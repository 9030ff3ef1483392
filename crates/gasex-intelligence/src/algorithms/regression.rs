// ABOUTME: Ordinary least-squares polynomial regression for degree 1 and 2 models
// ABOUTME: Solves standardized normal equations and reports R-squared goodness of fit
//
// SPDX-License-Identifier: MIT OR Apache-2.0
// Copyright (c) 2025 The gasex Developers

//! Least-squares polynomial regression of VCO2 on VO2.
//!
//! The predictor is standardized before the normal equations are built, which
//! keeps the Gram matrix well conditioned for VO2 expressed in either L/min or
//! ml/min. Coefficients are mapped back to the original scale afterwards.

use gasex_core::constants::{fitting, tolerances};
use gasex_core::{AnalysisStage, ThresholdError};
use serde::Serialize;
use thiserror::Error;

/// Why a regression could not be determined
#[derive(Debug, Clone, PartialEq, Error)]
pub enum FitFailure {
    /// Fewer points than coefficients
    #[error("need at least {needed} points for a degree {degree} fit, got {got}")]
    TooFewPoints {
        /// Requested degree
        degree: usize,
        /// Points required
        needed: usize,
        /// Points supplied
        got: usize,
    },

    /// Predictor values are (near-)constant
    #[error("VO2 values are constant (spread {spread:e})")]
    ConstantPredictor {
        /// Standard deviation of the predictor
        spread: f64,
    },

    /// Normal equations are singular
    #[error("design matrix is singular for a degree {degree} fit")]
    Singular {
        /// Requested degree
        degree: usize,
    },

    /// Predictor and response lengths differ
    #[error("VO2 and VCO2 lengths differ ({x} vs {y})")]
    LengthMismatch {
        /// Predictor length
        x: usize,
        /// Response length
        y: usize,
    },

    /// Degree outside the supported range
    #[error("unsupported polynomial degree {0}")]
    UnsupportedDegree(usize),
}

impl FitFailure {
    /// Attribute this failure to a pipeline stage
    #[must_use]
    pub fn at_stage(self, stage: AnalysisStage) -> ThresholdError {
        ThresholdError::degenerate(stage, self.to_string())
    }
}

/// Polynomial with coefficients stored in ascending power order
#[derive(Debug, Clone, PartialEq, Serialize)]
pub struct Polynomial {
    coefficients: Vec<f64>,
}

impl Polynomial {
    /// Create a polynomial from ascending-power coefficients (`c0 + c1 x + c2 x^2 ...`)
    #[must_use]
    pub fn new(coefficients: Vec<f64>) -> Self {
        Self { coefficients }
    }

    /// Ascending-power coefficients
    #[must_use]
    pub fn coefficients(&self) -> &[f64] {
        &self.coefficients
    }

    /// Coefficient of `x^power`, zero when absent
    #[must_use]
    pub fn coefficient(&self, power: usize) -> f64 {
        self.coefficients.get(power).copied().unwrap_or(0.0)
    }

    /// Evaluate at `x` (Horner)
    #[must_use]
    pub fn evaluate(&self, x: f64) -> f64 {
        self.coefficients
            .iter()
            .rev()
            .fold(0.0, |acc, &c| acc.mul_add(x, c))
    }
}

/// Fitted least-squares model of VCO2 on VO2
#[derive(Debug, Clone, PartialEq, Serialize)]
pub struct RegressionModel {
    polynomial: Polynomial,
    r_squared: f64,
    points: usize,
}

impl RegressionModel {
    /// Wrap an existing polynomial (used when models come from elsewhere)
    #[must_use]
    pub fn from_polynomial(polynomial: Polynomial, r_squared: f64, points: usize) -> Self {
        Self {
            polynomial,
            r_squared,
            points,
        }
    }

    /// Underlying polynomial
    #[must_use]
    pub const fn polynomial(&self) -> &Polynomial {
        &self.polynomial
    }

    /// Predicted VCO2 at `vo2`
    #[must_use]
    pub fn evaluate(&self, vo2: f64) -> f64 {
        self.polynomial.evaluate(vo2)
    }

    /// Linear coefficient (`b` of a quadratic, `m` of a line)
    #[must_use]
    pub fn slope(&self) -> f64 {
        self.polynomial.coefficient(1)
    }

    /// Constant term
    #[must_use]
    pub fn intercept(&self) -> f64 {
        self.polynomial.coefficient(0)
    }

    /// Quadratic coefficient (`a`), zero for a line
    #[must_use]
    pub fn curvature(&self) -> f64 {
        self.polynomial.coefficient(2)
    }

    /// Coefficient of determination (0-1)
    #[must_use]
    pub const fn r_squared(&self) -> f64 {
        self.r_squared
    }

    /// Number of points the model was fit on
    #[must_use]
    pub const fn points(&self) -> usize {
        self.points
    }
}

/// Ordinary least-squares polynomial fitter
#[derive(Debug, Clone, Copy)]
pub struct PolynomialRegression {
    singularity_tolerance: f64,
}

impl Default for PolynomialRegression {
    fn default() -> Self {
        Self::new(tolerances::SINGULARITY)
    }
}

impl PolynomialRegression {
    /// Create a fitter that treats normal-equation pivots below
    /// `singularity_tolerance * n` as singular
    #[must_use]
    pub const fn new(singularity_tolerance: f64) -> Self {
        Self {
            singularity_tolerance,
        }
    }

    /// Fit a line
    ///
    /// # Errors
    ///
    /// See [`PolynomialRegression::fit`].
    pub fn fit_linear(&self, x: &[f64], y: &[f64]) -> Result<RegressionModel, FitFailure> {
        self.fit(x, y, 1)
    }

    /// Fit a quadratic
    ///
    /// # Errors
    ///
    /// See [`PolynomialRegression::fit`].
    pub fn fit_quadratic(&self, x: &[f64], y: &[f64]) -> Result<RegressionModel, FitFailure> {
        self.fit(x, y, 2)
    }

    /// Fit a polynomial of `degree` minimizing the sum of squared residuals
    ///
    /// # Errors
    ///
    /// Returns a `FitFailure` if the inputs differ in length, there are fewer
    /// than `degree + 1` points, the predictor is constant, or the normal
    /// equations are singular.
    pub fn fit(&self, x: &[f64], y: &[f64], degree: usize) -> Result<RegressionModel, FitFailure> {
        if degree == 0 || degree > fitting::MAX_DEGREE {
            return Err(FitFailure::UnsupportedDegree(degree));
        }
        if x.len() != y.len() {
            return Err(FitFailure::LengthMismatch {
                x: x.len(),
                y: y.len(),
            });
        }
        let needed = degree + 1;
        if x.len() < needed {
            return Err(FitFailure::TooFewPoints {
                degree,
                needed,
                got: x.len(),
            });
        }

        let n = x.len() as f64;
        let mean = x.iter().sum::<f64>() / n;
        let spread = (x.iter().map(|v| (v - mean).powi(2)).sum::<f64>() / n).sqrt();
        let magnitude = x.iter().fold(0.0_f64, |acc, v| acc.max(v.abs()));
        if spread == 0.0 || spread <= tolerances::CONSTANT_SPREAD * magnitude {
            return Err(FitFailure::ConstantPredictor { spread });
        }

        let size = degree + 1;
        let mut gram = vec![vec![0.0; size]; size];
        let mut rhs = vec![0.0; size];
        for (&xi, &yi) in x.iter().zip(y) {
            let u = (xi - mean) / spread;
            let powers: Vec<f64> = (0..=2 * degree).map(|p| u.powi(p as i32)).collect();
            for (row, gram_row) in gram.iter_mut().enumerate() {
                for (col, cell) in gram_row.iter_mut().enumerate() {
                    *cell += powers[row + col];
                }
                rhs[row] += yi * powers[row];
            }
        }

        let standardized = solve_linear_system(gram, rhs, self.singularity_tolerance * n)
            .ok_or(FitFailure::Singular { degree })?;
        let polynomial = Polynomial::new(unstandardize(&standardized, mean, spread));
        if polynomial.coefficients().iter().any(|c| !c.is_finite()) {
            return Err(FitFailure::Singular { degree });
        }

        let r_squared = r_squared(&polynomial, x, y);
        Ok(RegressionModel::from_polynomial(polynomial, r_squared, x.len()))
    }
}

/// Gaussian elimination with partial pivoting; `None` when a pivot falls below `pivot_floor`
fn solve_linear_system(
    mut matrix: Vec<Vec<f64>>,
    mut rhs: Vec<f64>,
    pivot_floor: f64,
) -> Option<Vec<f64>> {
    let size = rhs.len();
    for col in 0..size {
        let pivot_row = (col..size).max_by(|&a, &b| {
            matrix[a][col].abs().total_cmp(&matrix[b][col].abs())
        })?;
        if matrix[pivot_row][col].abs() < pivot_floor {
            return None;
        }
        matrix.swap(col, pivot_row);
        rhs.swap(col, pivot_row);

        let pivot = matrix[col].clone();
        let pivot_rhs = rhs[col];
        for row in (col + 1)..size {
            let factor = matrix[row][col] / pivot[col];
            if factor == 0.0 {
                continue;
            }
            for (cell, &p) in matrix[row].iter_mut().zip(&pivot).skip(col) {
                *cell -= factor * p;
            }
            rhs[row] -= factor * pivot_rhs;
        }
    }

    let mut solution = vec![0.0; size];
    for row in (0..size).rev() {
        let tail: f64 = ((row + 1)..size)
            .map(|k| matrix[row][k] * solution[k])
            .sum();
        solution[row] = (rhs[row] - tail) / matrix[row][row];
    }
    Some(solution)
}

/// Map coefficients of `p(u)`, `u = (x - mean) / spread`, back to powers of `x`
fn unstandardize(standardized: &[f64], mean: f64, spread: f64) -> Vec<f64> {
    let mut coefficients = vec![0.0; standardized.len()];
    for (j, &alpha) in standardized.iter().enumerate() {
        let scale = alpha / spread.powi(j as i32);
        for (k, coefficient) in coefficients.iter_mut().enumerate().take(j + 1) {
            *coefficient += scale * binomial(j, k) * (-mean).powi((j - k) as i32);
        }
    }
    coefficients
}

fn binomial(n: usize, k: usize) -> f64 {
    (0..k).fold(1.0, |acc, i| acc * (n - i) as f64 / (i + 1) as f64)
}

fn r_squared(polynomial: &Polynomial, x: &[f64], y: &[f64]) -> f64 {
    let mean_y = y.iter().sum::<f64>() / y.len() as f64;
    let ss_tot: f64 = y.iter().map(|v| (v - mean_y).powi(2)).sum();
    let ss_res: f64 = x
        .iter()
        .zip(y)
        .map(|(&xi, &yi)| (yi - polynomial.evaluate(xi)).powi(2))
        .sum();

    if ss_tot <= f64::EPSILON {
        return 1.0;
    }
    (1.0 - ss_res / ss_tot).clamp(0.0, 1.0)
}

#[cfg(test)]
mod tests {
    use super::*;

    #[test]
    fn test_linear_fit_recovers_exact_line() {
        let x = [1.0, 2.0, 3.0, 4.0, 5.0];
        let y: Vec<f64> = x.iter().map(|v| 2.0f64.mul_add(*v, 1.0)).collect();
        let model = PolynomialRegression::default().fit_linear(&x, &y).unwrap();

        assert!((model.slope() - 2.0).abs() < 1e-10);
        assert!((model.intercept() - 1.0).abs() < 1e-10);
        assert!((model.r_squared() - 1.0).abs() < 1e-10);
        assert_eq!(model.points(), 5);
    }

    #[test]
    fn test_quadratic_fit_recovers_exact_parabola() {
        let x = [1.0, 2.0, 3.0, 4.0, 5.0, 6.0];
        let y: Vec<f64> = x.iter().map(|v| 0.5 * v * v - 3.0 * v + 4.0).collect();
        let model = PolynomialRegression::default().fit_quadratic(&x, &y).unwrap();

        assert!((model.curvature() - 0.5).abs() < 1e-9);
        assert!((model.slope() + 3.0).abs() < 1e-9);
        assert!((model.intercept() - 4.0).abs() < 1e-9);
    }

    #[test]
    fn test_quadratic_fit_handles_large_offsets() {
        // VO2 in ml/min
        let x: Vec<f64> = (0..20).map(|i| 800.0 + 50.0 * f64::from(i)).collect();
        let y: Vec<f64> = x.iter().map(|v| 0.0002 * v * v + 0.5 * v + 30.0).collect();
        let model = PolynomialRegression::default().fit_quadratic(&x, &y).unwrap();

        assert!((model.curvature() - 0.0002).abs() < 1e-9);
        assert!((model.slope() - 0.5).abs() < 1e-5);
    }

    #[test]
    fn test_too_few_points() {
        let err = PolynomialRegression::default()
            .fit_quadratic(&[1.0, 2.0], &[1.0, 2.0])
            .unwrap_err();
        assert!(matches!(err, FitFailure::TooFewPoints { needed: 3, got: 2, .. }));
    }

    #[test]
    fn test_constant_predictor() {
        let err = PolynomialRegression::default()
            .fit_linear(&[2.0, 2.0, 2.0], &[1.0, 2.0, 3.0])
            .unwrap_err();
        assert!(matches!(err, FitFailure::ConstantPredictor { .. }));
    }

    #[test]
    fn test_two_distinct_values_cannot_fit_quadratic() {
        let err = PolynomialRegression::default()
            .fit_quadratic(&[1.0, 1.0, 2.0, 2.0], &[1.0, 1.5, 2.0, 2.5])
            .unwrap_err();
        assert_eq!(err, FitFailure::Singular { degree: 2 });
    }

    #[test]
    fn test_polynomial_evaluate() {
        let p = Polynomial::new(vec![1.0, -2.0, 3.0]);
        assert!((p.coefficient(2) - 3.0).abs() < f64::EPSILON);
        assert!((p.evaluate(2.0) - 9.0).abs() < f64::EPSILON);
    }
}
* * *
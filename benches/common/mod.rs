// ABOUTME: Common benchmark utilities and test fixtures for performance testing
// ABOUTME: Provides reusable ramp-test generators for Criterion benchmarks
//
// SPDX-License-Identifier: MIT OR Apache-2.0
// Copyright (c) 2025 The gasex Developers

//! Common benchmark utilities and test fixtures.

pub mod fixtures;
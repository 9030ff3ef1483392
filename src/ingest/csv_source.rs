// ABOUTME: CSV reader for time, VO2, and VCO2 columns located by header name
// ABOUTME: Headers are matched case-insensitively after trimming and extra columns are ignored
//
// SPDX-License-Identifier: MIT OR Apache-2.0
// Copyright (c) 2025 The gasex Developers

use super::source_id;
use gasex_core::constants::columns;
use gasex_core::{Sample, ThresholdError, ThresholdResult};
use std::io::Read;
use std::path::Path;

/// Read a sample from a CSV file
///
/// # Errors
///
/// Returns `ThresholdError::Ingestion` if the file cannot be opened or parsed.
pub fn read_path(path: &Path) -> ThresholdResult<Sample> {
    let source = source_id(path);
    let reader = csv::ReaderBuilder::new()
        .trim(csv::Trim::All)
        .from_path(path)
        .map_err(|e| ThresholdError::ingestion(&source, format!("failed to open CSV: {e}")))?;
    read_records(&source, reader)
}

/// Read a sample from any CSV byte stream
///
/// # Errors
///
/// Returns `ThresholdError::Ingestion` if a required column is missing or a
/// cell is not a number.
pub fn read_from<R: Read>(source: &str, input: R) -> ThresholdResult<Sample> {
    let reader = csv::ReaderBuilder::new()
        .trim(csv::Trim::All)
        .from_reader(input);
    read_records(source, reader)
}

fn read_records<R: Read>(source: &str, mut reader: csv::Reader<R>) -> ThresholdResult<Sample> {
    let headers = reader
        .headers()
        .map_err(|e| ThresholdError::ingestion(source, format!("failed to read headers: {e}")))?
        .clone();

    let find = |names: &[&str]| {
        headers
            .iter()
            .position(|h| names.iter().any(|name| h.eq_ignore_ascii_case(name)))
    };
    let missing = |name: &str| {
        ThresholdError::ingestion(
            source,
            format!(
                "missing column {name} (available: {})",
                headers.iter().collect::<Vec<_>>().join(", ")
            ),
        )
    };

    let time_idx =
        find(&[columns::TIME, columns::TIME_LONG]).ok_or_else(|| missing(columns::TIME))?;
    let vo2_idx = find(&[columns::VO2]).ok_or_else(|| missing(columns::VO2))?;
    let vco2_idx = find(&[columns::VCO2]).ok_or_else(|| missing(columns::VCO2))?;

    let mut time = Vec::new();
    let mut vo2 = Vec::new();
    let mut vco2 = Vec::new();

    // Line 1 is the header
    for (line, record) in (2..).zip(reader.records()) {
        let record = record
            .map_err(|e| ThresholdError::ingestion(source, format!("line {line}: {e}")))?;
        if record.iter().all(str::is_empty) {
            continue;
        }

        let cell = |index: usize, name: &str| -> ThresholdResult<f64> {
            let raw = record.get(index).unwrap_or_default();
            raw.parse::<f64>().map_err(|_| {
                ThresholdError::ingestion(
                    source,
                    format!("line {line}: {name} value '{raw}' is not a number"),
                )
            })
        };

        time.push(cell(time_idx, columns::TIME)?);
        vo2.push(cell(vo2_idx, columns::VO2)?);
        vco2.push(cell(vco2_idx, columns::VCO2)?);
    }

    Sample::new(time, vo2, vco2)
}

▶ **About this task**: Leave out every line above except those from the line with "or the normal" up to and including the line with "let spread = (x.iter().map(|v|", and copy those exactly.

▶ **Solution to this problem**:
    /// than `degree + 1` points, the predictor is constant, or the normal
    /// equations are singular.
    pub fn fit(&self, x: &[f64], y: &[f64], degree: usize) -> Result<RegressionModel, FitFailure> {
        if degree == 0 || degree > fitting::MAX_DEGREE {
            return Err(FitFailure::UnsupportedDegree(degree));
        }
        if x.len() != y.len() {
            return Err(FitFailure::LengthMismatch {
                x: x.len(),
                y: y.len(),
            });
        }
        let needed = degree + 1;
        if x.len() < needed {
            return Err(FitFailure::TooFewPoints {
                degree,
                needed,
                got: x.len(),
            });
        }

        let n = x.len() as f64;
        let mean = x.iter().sum::<f64>() / n;
        let spread = (x.iter().map(|v| (v - mean).powi(2)).sum::<f64>() / n).sqrt();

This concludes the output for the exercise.